= Exercise requirements =
Using the entries that follow, collect the lines where the word "tokio" appears.

=-=-=

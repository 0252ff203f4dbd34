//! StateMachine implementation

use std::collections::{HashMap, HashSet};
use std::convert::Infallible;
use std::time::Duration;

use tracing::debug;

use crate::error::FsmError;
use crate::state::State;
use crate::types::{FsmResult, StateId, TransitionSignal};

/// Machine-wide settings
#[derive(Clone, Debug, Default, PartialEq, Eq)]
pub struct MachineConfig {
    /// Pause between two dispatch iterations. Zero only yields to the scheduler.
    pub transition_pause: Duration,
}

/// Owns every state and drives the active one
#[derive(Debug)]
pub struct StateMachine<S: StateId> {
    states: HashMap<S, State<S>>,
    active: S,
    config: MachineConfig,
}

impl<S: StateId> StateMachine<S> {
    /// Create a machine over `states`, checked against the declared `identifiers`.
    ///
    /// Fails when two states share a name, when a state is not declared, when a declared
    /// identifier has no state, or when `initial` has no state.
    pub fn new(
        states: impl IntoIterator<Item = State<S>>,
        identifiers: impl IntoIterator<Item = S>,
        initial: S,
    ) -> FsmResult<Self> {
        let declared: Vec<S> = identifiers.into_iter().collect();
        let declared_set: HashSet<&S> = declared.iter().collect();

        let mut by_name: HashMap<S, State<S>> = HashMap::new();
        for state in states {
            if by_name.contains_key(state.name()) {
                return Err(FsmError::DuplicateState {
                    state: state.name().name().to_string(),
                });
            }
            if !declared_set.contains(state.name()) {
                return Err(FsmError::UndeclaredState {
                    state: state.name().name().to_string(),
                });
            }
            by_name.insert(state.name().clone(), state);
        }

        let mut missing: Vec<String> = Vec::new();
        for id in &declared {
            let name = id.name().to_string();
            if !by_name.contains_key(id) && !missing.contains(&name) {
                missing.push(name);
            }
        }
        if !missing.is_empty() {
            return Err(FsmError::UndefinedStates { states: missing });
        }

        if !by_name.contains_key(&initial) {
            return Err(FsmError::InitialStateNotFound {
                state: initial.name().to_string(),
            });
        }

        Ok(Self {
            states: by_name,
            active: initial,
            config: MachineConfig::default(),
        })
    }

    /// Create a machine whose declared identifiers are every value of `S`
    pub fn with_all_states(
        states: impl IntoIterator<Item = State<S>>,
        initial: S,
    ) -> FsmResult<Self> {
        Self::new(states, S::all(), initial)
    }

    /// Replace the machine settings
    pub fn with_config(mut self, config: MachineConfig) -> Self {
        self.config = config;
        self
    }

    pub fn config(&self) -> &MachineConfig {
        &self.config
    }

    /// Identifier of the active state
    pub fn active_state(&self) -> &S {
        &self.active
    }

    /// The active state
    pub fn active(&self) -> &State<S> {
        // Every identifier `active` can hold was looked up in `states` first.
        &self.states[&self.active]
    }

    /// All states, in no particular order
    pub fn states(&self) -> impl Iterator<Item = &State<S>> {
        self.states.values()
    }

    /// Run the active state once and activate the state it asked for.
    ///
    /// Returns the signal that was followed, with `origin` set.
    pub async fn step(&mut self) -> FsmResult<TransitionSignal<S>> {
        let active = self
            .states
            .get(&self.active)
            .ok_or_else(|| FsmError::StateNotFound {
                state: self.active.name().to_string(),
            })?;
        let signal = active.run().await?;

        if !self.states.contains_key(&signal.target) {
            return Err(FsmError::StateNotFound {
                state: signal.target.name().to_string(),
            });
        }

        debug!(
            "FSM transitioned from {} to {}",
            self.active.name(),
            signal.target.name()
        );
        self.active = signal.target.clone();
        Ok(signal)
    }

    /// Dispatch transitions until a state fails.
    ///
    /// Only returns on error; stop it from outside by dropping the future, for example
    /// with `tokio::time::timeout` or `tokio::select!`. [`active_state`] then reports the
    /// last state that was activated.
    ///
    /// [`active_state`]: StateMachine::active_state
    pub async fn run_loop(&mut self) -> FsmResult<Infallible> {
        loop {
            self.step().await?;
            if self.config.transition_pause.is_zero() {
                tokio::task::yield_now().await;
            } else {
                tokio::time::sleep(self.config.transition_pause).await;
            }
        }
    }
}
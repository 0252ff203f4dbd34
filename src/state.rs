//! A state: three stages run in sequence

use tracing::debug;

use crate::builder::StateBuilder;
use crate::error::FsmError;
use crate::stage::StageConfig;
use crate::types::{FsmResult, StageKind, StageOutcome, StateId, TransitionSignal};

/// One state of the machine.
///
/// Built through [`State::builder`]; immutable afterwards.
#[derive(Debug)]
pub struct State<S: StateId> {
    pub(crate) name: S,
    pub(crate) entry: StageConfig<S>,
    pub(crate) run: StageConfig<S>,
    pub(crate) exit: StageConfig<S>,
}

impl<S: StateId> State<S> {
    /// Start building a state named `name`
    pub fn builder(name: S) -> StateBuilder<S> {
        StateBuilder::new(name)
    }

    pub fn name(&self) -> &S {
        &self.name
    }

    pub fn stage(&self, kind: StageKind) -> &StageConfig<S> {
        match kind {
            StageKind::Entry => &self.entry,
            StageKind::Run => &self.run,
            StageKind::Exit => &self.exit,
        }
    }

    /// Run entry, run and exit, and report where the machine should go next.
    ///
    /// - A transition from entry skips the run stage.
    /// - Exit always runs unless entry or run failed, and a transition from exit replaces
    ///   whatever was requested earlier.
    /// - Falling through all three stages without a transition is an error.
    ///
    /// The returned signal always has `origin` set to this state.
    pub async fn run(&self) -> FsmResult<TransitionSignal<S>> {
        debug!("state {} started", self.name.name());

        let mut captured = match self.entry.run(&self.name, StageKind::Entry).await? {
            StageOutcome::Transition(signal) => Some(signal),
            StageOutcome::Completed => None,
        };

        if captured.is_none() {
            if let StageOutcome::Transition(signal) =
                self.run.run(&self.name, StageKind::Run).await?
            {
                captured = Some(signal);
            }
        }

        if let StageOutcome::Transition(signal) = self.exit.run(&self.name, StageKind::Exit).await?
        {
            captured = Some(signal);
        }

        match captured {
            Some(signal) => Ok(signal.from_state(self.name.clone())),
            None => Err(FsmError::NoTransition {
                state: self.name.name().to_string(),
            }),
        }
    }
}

=-=-=

= Response for this exercise =
    /// with `tokio::time::timeout` or `tokio::select!`. [`active_state`] then reports the
                tokio::task::yield_now().await;
                tokio::time::sleep(self.config.transition_pause).await;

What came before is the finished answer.